**Work instructions**. Of the lines below, write out exactly those from the line with "FrameRef::Unstarted => return" through the line with "Some(start.interpolate(end, s))", both included, and skip the rest.

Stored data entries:
=-=-=-=-=

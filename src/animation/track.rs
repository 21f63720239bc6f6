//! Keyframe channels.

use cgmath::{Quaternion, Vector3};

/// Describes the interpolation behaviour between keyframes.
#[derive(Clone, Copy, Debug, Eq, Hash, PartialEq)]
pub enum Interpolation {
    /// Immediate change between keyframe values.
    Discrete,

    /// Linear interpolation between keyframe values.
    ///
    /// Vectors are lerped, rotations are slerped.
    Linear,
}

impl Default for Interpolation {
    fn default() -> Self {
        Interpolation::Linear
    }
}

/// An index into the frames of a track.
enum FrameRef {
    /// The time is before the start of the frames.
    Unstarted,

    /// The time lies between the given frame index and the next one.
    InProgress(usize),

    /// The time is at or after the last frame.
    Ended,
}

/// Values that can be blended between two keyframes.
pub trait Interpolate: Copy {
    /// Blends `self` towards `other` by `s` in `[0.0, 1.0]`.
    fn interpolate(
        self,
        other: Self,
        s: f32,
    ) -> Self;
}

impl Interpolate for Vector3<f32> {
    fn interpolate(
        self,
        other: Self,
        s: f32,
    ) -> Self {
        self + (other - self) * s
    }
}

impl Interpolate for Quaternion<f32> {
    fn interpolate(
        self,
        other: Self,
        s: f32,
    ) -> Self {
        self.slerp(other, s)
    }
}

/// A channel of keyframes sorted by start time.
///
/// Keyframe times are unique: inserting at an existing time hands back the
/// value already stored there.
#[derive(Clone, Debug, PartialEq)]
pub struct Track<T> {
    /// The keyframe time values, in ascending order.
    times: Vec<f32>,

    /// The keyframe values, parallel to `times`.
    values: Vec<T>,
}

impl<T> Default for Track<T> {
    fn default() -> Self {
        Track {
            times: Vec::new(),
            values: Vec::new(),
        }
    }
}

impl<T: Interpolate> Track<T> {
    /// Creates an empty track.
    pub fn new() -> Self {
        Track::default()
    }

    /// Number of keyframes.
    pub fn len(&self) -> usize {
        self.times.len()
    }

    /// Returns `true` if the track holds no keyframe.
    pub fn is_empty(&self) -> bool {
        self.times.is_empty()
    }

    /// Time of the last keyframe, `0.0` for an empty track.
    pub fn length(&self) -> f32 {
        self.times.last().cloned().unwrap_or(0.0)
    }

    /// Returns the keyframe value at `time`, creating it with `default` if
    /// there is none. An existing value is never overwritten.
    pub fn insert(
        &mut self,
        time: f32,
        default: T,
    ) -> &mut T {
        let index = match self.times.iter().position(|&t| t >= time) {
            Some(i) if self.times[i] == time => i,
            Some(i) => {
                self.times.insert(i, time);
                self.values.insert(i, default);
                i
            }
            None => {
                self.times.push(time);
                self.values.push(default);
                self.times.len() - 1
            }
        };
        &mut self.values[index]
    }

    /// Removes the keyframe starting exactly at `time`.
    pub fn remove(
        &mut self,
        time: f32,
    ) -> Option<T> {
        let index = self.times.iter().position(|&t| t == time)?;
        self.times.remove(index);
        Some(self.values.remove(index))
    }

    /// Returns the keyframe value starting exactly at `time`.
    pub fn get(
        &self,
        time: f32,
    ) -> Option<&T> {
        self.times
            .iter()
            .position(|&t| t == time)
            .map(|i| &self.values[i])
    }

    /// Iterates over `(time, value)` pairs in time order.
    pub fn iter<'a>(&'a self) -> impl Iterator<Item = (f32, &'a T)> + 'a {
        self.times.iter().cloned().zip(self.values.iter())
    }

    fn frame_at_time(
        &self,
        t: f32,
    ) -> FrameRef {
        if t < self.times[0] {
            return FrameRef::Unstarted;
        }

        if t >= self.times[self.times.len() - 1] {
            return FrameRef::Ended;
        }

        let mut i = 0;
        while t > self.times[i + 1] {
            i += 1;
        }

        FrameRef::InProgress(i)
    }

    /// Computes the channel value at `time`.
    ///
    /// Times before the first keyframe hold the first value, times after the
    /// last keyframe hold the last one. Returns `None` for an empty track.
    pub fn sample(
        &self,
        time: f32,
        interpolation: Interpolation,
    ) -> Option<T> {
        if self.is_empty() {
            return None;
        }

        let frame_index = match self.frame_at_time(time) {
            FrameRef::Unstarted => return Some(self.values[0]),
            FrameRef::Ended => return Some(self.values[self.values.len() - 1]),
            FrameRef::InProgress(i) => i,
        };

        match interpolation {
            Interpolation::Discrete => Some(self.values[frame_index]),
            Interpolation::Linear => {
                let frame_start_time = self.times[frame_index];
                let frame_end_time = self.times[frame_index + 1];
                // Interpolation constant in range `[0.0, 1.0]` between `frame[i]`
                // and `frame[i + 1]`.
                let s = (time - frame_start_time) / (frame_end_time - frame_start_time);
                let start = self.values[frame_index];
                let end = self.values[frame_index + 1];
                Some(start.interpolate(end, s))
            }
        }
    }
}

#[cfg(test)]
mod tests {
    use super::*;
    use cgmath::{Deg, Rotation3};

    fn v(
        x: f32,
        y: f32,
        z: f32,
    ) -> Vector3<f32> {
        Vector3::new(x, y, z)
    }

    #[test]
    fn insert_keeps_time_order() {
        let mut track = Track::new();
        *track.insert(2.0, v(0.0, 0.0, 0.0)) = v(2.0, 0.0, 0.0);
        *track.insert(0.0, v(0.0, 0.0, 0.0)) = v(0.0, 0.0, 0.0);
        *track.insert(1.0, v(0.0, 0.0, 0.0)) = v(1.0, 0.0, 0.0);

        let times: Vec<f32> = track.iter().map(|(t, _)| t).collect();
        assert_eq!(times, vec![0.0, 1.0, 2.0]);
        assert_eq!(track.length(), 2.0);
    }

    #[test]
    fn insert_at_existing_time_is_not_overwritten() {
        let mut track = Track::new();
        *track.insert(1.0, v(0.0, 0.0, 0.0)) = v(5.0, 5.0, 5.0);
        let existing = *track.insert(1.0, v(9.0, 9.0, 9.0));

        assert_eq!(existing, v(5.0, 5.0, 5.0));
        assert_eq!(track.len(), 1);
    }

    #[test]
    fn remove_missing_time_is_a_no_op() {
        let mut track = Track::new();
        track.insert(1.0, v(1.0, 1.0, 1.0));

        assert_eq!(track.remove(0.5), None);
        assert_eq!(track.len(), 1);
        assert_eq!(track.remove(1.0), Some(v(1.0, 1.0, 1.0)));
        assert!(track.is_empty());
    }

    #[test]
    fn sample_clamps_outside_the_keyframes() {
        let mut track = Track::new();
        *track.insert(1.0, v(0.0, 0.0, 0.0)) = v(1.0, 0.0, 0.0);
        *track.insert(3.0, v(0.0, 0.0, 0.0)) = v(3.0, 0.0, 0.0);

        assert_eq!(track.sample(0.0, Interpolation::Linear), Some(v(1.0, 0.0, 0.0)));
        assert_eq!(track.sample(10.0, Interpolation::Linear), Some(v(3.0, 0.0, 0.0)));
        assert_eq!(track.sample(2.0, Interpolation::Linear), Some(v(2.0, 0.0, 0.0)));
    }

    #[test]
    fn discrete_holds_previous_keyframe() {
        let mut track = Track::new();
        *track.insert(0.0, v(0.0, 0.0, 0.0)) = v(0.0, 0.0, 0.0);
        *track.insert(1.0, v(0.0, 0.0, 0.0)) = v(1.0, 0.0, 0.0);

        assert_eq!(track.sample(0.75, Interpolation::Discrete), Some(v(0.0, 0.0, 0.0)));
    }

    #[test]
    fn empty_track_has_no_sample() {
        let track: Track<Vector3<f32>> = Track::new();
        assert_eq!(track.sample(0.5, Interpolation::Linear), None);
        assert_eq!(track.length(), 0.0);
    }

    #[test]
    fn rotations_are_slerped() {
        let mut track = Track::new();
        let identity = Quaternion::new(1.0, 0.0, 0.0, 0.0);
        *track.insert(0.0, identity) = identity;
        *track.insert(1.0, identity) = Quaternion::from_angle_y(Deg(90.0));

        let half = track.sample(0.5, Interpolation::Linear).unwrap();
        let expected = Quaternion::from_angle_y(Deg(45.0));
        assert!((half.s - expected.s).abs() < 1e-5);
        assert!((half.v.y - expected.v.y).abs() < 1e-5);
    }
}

=-=-=-=-=

**Result of this task**.
            FrameRef::Unstarted => return Some(self.values[0]),
            FrameRef::Ended => return Some(self.values[self.values.len() - 1]),
            FrameRef::InProgress(i) => i,
        };

        match interpolation {
            Interpolation::Discrete => Some(self.values[frame_index]),
            Interpolation::Linear => {
                let frame_start_time = self.times[frame_index];
                let frame_end_time = self.times[frame_index + 1];
                // Interpolation constant in range `[0.0, 1.0]` between `frame[i]`
                // and `frame[i + 1]`.
                let s = (time - frame_start_time) / (frame_end_time - frame_start_time);
                let start = self.values[frame_index];
                let end = self.values[frame_index + 1];
                Some(start.interpolate(end, s))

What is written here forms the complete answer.